Accessing Combinatorial Effect of PARP Inhibitor with DNA Damaging Agent in Rhabdomyosarcoma at Single Cell Resolution
Project Background
Combination therapies using cytotoxic drugs have revolutionized the treatment of pediatric rhabdomyosarcoma (RMS). However, cure rates have largely remained stagnant since their implementation. We have recently generated an optically-clear, immune-deficient zebrafish that can engraft human RMS tumors, with growth kinetics and histological features similar to those grown in immune-deficient murine models. However, the zebrafish model has additional powerful attributes including high fecundity, low maintenance cost and the ability to assess growth kinetics at single-cell resolution. PARP inhibitors (PARPi) are now used in the clinic for the treatment of triple negative breast cancer and ovarian cancer. More recently, it has been demonstrated that the addition of DNA-damaging agents potentiates PARPi cytotoxicity in a variety of cancer types, including Ewing sarcoma. To date, preclinical modeling of PARPi and DNA-damaging agents has yet to be studied in RMS.
Project Goals
Given that PARPi are now in clinical evaluation in children, are well-known to induce apoptosis in human RMS cell lines and potently synergize with DNA-damaging agents to elevate cancer cell killing in other sarcomas, this project aims to study if the combination of PARPi and DNA-damaging agents will be an effective therapy for pediatric RMS patients.

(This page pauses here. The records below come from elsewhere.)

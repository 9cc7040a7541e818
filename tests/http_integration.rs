// SPDX-License-Identifier: MPL-2.0
// This Source Code Form is subject to the terms of the Mozilla Public
// License, v. 2.0. If a copy of the MPL was not distributed with this
// file, You can obtain one at https://mozilla.org/MPL/2.0/.

//! Integration tests for the HTTP services using wiremock.

use std::time::Duration;

use flipdot_lib::response::User;
use flipdot_lib::{
    Error, Gateway, GatewayConfig, HttpGateway, LightStatus, ParseError, TemperatureScale,
    TransportError,
};
use wiremock::matchers::{method, path, query_param};
use wiremock::{Mock, MockServer, ResponseTemplate};

/// Points every HTTP service of the gateway at `server`.
fn config_for(server: &MockServer) -> GatewayConfig {
    GatewayConfig::default()
        .with_space_status_url(format!("{}/spacestatus/status.json", server.uri()))
        .with_power_consumption_url(format!("{}/flipdot-power/", server.uri()))
        .with_can_host(server.address().ip().to_string())
        .with_can_port(server.address().port())
        .with_timeout(Duration::from_secs(2))
}

fn gateway_for(server: &MockServer) -> HttpGateway {
    Gateway::new(config_for(server)).unwrap()
}

// ============================================================================
// Space Status
// ============================================================================

mod space_status {
    use super::*;

    #[tokio::test]
    async fn full_payload() {
        let mock_server = MockServer::start().await;

        Mock::given(method("GET"))
            .and(path("/spacestatus/status.json"))
            .respond_with(ResponseTemplate::new(200).set_body_json(serde_json::json!({
                "open": true,
                "known_users": [{"nick": "alice"}, {"nick": "bob"}],
                "unknown_users": 3,
                "temperature_setpoint": 21,
                "temperature_realvalue": 19.5,
                "heater_valve": 0.4
            })))
            .expect(1)
            .mount(&mock_server)
            .await;

        let status = gateway_for(&mock_server).space_status().await.unwrap();

        assert!(status.open);
        assert_eq!(
            status.known_users,
            vec![User::new("alice"), User::new("bob")]
        );
        assert_eq!(status.unknown_users, 3);
        assert_eq!(status.visitor_count(), 5);
        assert_eq!(status.temperature_setpoint, 21.0);
        assert_eq!(status.temperature_realvalue, 19.5);
        assert_eq!(status.heater_valve, 0.4);
    }

    #[tokio::test]
    async fn empty_object_is_normalized() {
        let mock_server = MockServer::start().await;

        Mock::given(method("GET"))
            .and(path("/spacestatus/status.json"))
            .respond_with(ResponseTemplate::new(200).set_body_string("{}"))
            .mount(&mock_server)
            .await;

        let status = gateway_for(&mock_server).space_status().await.unwrap();

        assert!(!status.open);
        assert!(status.known_users.is_empty());
        assert_eq!(status.unknown_users, 0);
        assert_eq!(status.heater_valve, 0.0);
    }

    #[tokio::test]
    async fn invalid_json() {
        let mock_server = MockServer::start().await;

        Mock::given(method("GET"))
            .and(path("/spacestatus/status.json"))
            .respond_with(ResponseTemplate::new(200).set_body_string("<html>down</html>"))
            .mount(&mock_server)
            .await;

        let result = gateway_for(&mock_server).space_status().await;
        assert!(matches!(result, Err(Error::Parse(ParseError::Json(_)))));
    }

    #[tokio::test]
    async fn not_found() {
        let mock_server = MockServer::start().await;

        Mock::given(method("GET"))
            .respond_with(ResponseTemplate::new(404).set_body_string("{}"))
            .mount(&mock_server)
            .await;

        match gateway_for(&mock_server).space_status().await {
            Err(Error::HttpStatus { code, reason }) => {
                assert_eq!(code, 404);
                assert_eq!(reason, "Not Found");
            }
            other => panic!("expected HttpStatus, got {other:?}"),
        }
    }
}

// ============================================================================
// Power Meter
// ============================================================================

mod power_consumption {
    use super::*;

    #[tokio::test]
    async fn reading() {
        let mock_server = MockServer::start().await;

        Mock::given(method("GET"))
            .and(path("/flipdot-power/"))
            .respond_with(ResponseTemplate::new(200).set_body_string("27.01.2015,21:47:48,00438\n"))
            .expect(1)
            .mount(&mock_server)
            .await;

        let reading = gateway_for(&mock_server).power_consumption().await.unwrap();

        assert_eq!(reading.consumption, 438);
        assert_eq!(
            reading.timestamp.format("%d.%m.%Y %H:%M:%S").to_string(),
            "27.01.2015 21:47:48"
        );
    }

    #[tokio::test]
    async fn malformed_csv() {
        let mock_server = MockServer::start().await;

        Mock::given(method("GET"))
            .and(path("/flipdot-power/"))
            .respond_with(ResponseTemplate::new(200).set_body_string("27.01.2015;21:47:48;00438"))
            .mount(&mock_server)
            .await;

        let result = gateway_for(&mock_server).power_consumption().await;
        assert!(matches!(result, Err(Error::Parse(ParseError::MalformedCsv))));
    }

    #[tokio::test]
    async fn empty_body() {
        let mock_server = MockServer::start().await;

        Mock::given(method("GET"))
            .and(path("/flipdot-power/"))
            .respond_with(ResponseTemplate::new(200))
            .mount(&mock_server)
            .await;

        let result = gateway_for(&mock_server).power_consumption().await;
        assert!(matches!(result, Err(Error::Parse(ParseError::EmptyResponse))));
    }
}

// ============================================================================
// Radiator and Signal Light
// ============================================================================

mod can_gateway {
    use super::*;

    #[tokio::test]
    async fn current_temperature() {
        let mock_server = MockServer::start().await;

        Mock::given(method("GET"))
            .and(path("/theemin/GetActTemp"))
            .respond_with(ResponseTemplate::new(200).set_body_string("19\n"))
            .expect(1)
            .mount(&mock_server)
            .await;

        let temp = gateway_for(&mock_server)
            .current_temperature()
            .await
            .unwrap();

        assert_eq!(temp.value, 19.0);
        assert_eq!(temp.unit, "°C");
    }

    #[tokio::test]
    async fn target_temperature_in_centidegrees() {
        let mock_server = MockServer::start().await;

        Mock::given(method("GET"))
            .and(path("/theemin/GetTargetTemp"))
            .respond_with(ResponseTemplate::new(200).set_body_string("2100"))
            .mount(&mock_server)
            .await;

        let config = config_for(&mock_server).with_temperature_scale(TemperatureScale::Centidegrees);
        let temp = Gateway::new(config)
            .unwrap()
            .target_temperature()
            .await
            .unwrap();

        assert_eq!(temp.value, 21.0);
    }

    #[tokio::test]
    async fn blank_temperature_body() {
        let mock_server = MockServer::start().await;

        Mock::given(method("GET"))
            .and(path("/theemin/GetActTemp"))
            .respond_with(ResponseTemplate::new(200).set_body_string("   "))
            .mount(&mock_server)
            .await;

        let result = gateway_for(&mock_server).current_temperature().await;
        assert!(matches!(result, Err(Error::Parse(ParseError::EmptyResponse))));
    }

    #[tokio::test]
    async fn set_target_temperature() {
        let mock_server = MockServer::start().await;

        Mock::given(method("POST"))
            .and(path("/theemin/SetTargetTemp"))
            .and(query_param("temp", "20"))
            .respond_with(ResponseTemplate::new(200))
            .expect(1)
            .mount(&mock_server)
            .await;

        gateway_for(&mock_server)
            .set_target_temperature(20.0)
            .await
            .unwrap();
    }

    #[tokio::test]
    async fn set_target_temperature_rejected() {
        let mock_server = MockServer::start().await;

        Mock::given(method("POST"))
            .and(path("/theemin/SetTargetTemp"))
            .respond_with(ResponseTemplate::new(500))
            .mount(&mock_server)
            .await;

        let result = gateway_for(&mock_server).set_target_temperature(20.0).await;
        assert!(matches!(result, Err(Error::HttpStatus { code: 500, .. })));
    }

    #[tokio::test]
    #[allow(deprecated)]
    async fn orange_light() {
        let mock_server = MockServer::start().await;

        Mock::given(method("POST"))
            .and(path("/Hutschiene/OrangeLight"))
            .and(query_param("state", "false"))
            .respond_with(ResponseTemplate::new(204))
            .expect(1)
            .mount(&mock_server)
            .await;

        gateway_for(&mock_server)
            .set_orange_light_status(LightStatus::Off)
            .await
            .unwrap();
    }
}

// ============================================================================
// Transport Failures
// ============================================================================

mod transport {
    use super::*;

    #[tokio::test]
    async fn connection_refused() {
        let listener = std::net::TcpListener::bind("127.0.0.1:0").unwrap();
        let port = listener.local_addr().unwrap().port();
        drop(listener);

        let config = GatewayConfig::default()
            .with_space_status_url(format!("http://127.0.0.1:{port}/status.json"))
            .with_timeout(Duration::from_secs(2));
        let result = Gateway::new(config).unwrap().space_status().await;

        assert!(matches!(
            result,
            Err(Error::Transport(TransportError::Http(_)))
        ));
    }

    #[tokio::test]
    async fn timeout() {
        let mock_server = MockServer::start().await;

        Mock::given(method("GET"))
            .respond_with(
                ResponseTemplate::new(200)
                    .set_body_string("{}")
                    .set_delay(Duration::from_secs(2)),
            )
            .mount(&mock_server)
            .await;

        let config = config_for(&mock_server).with_timeout(Duration::from_millis(100));
        let result = Gateway::new(config).unwrap().space_status().await;

        match result {
            Err(Error::Transport(TransportError::Http(e))) => assert!(e.is_timeout()),
            other => panic!("expected timeout, got {other:?}"),
        }
    }
}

Aim 1 will elucidate an optimal combination of PARPi and DNA-damaging agents for human RMS cells using xenograft studies into immune-deficient zebrafish. Aim 2 will investigate mechanism(s) of drug action at single cell resolution. Aim 3 will validate the most efficient combination of PARPi and DNA-damaging agents for effects in human PDX models of RMS.
Project Update (July 2019)
Chuan Yan, PhD developed a unique zebrafish model that is being used to study a potential treatment for rhabdomyosarcoma. His research resulted in the publication in the journal Cell.
Dr. Yan and his team at Massachusetts General Hospital used the model to assess two drugs: olaparib and temozolomide. The drugs are currently in trial to treat Ewing sarcoma and have shown promise for treating rhabdomyosarcoma. When used individually, the drugs have limited effectiveness. But when combined in the zebrafish model, the drugs eliminated rhabdomyosarcoma completely.
“The work is particularly exciting for two reasons,” said David Langenau, PhD, who was the senior author on the study. “First, we identified a potential new therapy for a devastating childhood cancer. Second, we now show that a wide variety of human tumors can grow in immune-deficient zebrafish. The model has the potential to change how we review drugs prior to moving into the clinical setting. It can aide in reducing the cost and time required, allowing rapid assessment of combination therapies, and directly visualizing drug responses at single-cell resolution. The model will be truly transformative for cancer biology.”
The next step is bringing the drugs to the clinical trial phase, with the aim of identifying safer, more effective treatments for children with rhabdomyosarcoma.